- Stored items -
BEGIN

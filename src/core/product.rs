use rust_decimal::Decimal;
use rust_decimal_macros::dec;
use serde::{Deserialize, Serialize};

use super::arithmetic::{exact_add, exact_mul};
use super::error::InvoiceError;

/// Retail product category with a fixed tax/excise policy.
#[derive(Debug, Clone, Copy, PartialEq, Eq, Hash, Serialize, Deserialize)]
#[serde(rename_all = "kebab-case")]
pub enum ProductCategory {
    /// General merchandise — 23% tax, no excise.
    Other,
    /// Dairy — reduced 8% tax, no excise.
    Dairy,
    /// Tax-free goods — 0% tax, no excise.
    TaxFree,
    /// Alcohol — 23% tax plus 5.56 excise per unit.
    Alcohol,
    /// Liquid fuel — tax-free base plus 5.56 excise per unit.
    LiquidFuel,
}

impl ProductCategory {
    /// Every category, in declaration order.
    pub const ALL: [ProductCategory; 5] = [
        Self::Other,
        Self::Dairy,
        Self::TaxFree,
        Self::Alcohol,
        Self::LiquidFuel,
    ];

    /// Tax as a decimal fraction (0.23 = 23%).
    pub fn tax_percent(&self) -> Decimal {
        match self {
            Self::Other | Self::Alcohol => dec!(0.23),
            Self::Dairy => dec!(0.08),
            Self::TaxFree | Self::LiquidFuel => Decimal::ZERO,
        }
    }

    /// Fixed per-unit surcharge added after tax.
    pub fn excise(&self) -> Decimal {
        match self {
            Self::Alcohol | Self::LiquidFuel => dec!(5.56),
            Self::Other | Self::Dairy | Self::TaxFree => Decimal::ZERO,
        }
    }

    /// Stable short code.
    pub fn code(&self) -> &'static str {
        match self {
            Self::Other => "other",
            Self::Dairy => "dairy",
            Self::TaxFree => "tax-free",
            Self::Alcohol => "alcohol",
            Self::LiquidFuel => "liquid-fuel",
        }
    }

    /// Parse from the short code returned by [`code`](Self::code).
    pub fn from_code(code: &str) -> Option<Self> {
        Self::ALL.into_iter().find(|c| c.code() == code)
    }
}

/// An immutable product with a name, net unit price and tax/excise policy.
///
/// Equality and hashing are structural over all four attributes, so two
/// independently constructed products with identical fields are the same
/// key inside an [`Invoice`](super::Invoice). Decimals compare by value and
/// scale: a price of `100` is not equal to a price of `100.0`.
///
/// The per-unit tax and price with tax are computed once at construction and
/// must be exactly representable, so the accessors never round or overflow.
///
/// ```
/// use rachunek::core::*;
/// use rust_decimal_macros::dec;
///
/// let kefir = Product::dairy("Kefir", dec!(100)).unwrap();
/// assert_eq!(kefir.price_with_tax(), dec!(108));
/// assert_eq!(kefir, Product::dairy("Kefir", dec!(100)).unwrap());
/// ```
#[derive(Debug, Clone, Serialize, Deserialize)]
#[serde(try_from = "ProductRecord")]
pub struct Product {
    name: String,
    price: Decimal,
    tax_percent: Decimal,
    excise: Decimal,
    #[serde(skip_serializing)]
    tax_amount: Decimal,
    #[serde(skip_serializing)]
    price_with_tax: Decimal,
}

impl Product {
    /// Create a product with the fixed policy of `category`.
    pub fn new(
        category: ProductCategory,
        name: impl Into<String>,
        price: Decimal,
    ) -> Result<Self, InvoiceError> {
        Self::with_policy(name, price, category.tax_percent(), category.excise())
    }

    /// Create a product with an explicit tax/excise policy.
    ///
    /// Every argument is checked before the product exists: the name must be
    /// non-empty, the three amounts non-negative, and
    /// `price + price * tax_percent + excise` exactly representable.
    pub fn with_policy(
        name: impl Into<String>,
        price: Decimal,
        tax_percent: Decimal,
        excise: Decimal,
    ) -> Result<Self, InvoiceError> {
        let name = name.into();
        if name.is_empty() {
            return Err(InvoiceError::invalid("name", "must not be empty"));
        }
        for (field, value) in [
            ("price", price),
            ("tax_percent", tax_percent),
            ("excise", excise),
        ] {
            if value < Decimal::ZERO {
                return Err(InvoiceError::invalid(
                    field,
                    format!("must not be negative, got {value}"),
                ));
            }
        }
        let tax_amount = exact_mul(price, tax_percent)
            .and_then(|tax| exact_add(tax, excise))
            .ok_or_else(|| {
                InvoiceError::invalid(
                    "price",
                    format!(
                        "tax on {price} at {tax_percent} plus {excise} is not exactly representable"
                    ),
                )
            })?;
        let price_with_tax = exact_add(price, tax_amount).ok_or_else(|| {
            InvoiceError::invalid(
                "price",
                format!("{price} plus {tax_amount} is not exactly representable"),
            )
        })?;
        Ok(Self {
            name,
            price,
            tax_percent,
            excise,
            tax_amount,
            price_with_tax,
        })
    }

    /// Decimals keyed by mantissa and scale, so `1.0` and `1.00` differ.
    fn key(&self) -> (&str, [(i128, u32); 3]) {
        (
            &self.name,
            [self.price, self.tax_percent, self.excise].map(|d| (d.mantissa(), d.scale())),
        )
    }

    /// General merchandise: 23% tax, no excise.
    pub fn other(name: impl Into<String>, price: Decimal) -> Result<Self, InvoiceError> {
        Self::new(ProductCategory::Other, name, price)
    }

    /// Dairy: 8% tax, no excise.
    pub fn dairy(name: impl Into<String>, price: Decimal) -> Result<Self, InvoiceError> {
        Self::new(ProductCategory::Dairy, name, price)
    }

    /// Tax-free goods: no tax, no excise.
    pub fn tax_free(name: impl Into<String>, price: Decimal) -> Result<Self, InvoiceError> {
        Self::new(ProductCategory::TaxFree, name, price)
    }

    /// Alcohol: 23% tax plus 5.56 excise.
    pub fn alcohol(name: impl Into<String>, price: Decimal) -> Result<Self, InvoiceError> {
        Self::new(ProductCategory::Alcohol, name, price)
    }

    /// Liquid fuel: tax-free base plus 5.56 excise.
    pub fn liquid_fuel(name: impl Into<String>, price: Decimal) -> Result<Self, InvoiceError> {
        Self::new(ProductCategory::LiquidFuel, name, price)
    }

    /// Product name, as rendered on the invoice.
    pub fn name(&self) -> &str {
        &self.name
    }

    /// Net unit price.
    pub fn price(&self) -> Decimal {
        self.price
    }

    /// Tax as a decimal fraction (0.23 = 23%).
    pub fn tax_percent(&self) -> Decimal {
        self.tax_percent
    }

    /// Per-unit excise added after tax.
    pub fn excise(&self) -> Decimal {
        self.excise
    }

    /// Unit price including tax and excise: `price + price * tax_percent + excise`.
    pub fn price_with_tax(&self) -> Decimal {
        self.price_with_tax
    }

    /// Tax plus excise charged per unit.
    pub fn tax_amount(&self) -> Decimal {
        self.tax_amount
    }

    /// The category whose fixed policy matches this product, if any.
    pub fn category(&self) -> Option<ProductCategory> {
        ProductCategory::ALL
            .into_iter()
            .find(|c| c.tax_percent() == self.tax_percent && c.excise() == self.excise)
    }
}

impl PartialEq for Product {
    fn eq(&self, other: &Self) -> bool {
        self.key() == other.key()
    }
}

impl Eq for Product {}

impl std::hash::Hash for Product {
    fn hash<H: std::hash::Hasher>(&self, state: &mut H) {
        self.key().hash(state);
    }
}

impl std::fmt::Display for Product {
    fn fmt(&self, f: &mut std::fmt::Formatter<'_>) -> std::fmt::Result {
        f.write_str(&self.name)
    }
}

/// Unvalidated wire form; deserialization goes through [`Product::with_policy`].
#[derive(Deserialize)]
struct ProductRecord {
    name: String,
    price: Decimal,
    tax_percent: Decimal,
    #[serde(default)]
    excise: Decimal,
}

impl TryFrom<ProductRecord> for Product {
    type Error = InvoiceError;

    fn try_from(record: ProductRecord) -> Result<Self, Self::Error> {
        Product::with_policy(record.name, record.price, record.tax_percent, record.excise)
    }
}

END

- ACTIVITY -
Among the lines above, show every one that contains the string "LiquidFuel".

- RESULT FOR THIS EXERCISE -
    LiquidFuel,
        Self::LiquidFuel,
            Self::TaxFree | Self::LiquidFuel => Decimal::ZERO,
            Self::Alcohol | Self::LiquidFuel => dec!(5.56),
            Self::LiquidFuel => "liquid-fuel",
        Self::new(ProductCategory::LiquidFuel, name, price)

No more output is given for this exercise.